There are elephants and Rauf Ali does run away from them along with various other naturalists—including one who took two days to find his way back—but the book is mainly about running away from the system and the glitches it throws up. Ali chose not to do a Gerald Durrell with his memoirs—he thought Durrell was too entertaining and covered up problems—instead he delved into why being an Indian conservationist is such a problem. This book illustrates this through his growth as a conservationist, starting with his boyhood days when his uncle Salim Ali would take him to Bharatpur, from watching bird shoots to trapping animals, he evolved into observing wildlife, starting with monkeys in the Mundanthurai region in Tamil Nadu where he was asked to take over by the American observer who had fallen out with the tea garden owners. He had just completed his PhD in wildlife biology when he embarked on the task of mapping the movements of bonnet macaques.

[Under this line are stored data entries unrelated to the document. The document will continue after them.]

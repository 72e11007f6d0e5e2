//! Logging to a file in the `logs` directory.

use std::path::PathBuf;

use ftlog::{
    appender::{FileAppender, Period},
    LevelFilter, LoggerGuard,
};

/// The levels of detail selectable from the command line.
#[derive(clap::ValueEnum, Debug, Clone, Copy)]
pub enum LogLevel {
    /// Nothing is logged.
    Off,
    /// Only errors.
    Error,
    /// Errors and warnings.
    Warn,
    /// Progress through each command.
    Info,
    /// Every alignment and merge step.
    Debug,
    /// Also traceback and gap-column details.
    Trace,
}

impl LogLevel {
    /// The matching `ftlog` filter.
    pub const fn filter(self) -> LevelFilter {
        match self {
            Self::Off => LevelFilter::Off,
            Self::Error => LevelFilter::Error,
            Self::Warn => LevelFilter::Warn,
            Self::Info => LevelFilter::Info,
            Self::Debug => LevelFilter::Debug,
            Self::Trace => LevelFilter::Trace,
        }
    }
}

/// Configures the logger.
///
/// The guard must be kept alive for as long as logs should be flushed.
///
/// # Errors
///
/// - If a logs directory could not be located/created.
/// - If the logger could not be initialized.
pub fn configure_logger(file_name: &str, level: LevelFilter) -> Result<(LoggerGuard, PathBuf), String> {
    let root_dir = PathBuf::from(".").canonicalize().map_err(|e| e.to_string())?;
    let logs_dir = root_dir.join("logs");
    if !logs_dir.exists() {
        std::fs::create_dir(&logs_dir).map_err(|e| e.to_string())?;
    }
    let log_path = logs_dir.join(format!("{file_name}.log"));

    let writer = FileAppender::builder().path(&log_path).rotate(Period::Day).build();

    let err_path = log_path.with_extension("err.log");

    let guard = ftlog::Builder::new()
        .max_log_level(level)
        .root(writer)
        // Logs from the appender itself go to `err_path`.
        .filter("ftlog::appender", "ftlog-appender", LevelFilter::Debug)
        .appender("ftlog-appender", FileAppender::new(err_path))
        .try_init()
        .map_err(|e| e.to_string())?;

    Ok((guard, log_path))
}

Side by side with his observations went observations of human interactions—at that point in time anyone with American connections was suspected of CIA involvement by the CID. He also discovered that at one level people might prove to be hostile but at another, they could share a cheerful whisky together. More than the behaviour of animals, it is the behaviour of those who control the wild that makes more of an impact. Ali calls himself a maverick and that comes through in his refusal to give in to the system.

He reports the exploitation of the tribals in the Andamans who are treated as entertainment by social officers or, when they are kinder, civilised by being introduced to rice and other sources of food that go against their natural way of life. The so called ‘kindness’ is as detrimental to the environment as carelessness, since most people are ignorant of what it means to introduce rival species into a habitat not naturally theirs—as in the chital explosion in the islands which resulted in a shortage of plants for the local wildlife population. Most of conservation is governed in India by ignorance, Ali feels, and a lack of patience.

For Ali, conservation is a kind of meditation to which many are called but few reach the ultimate nirvana.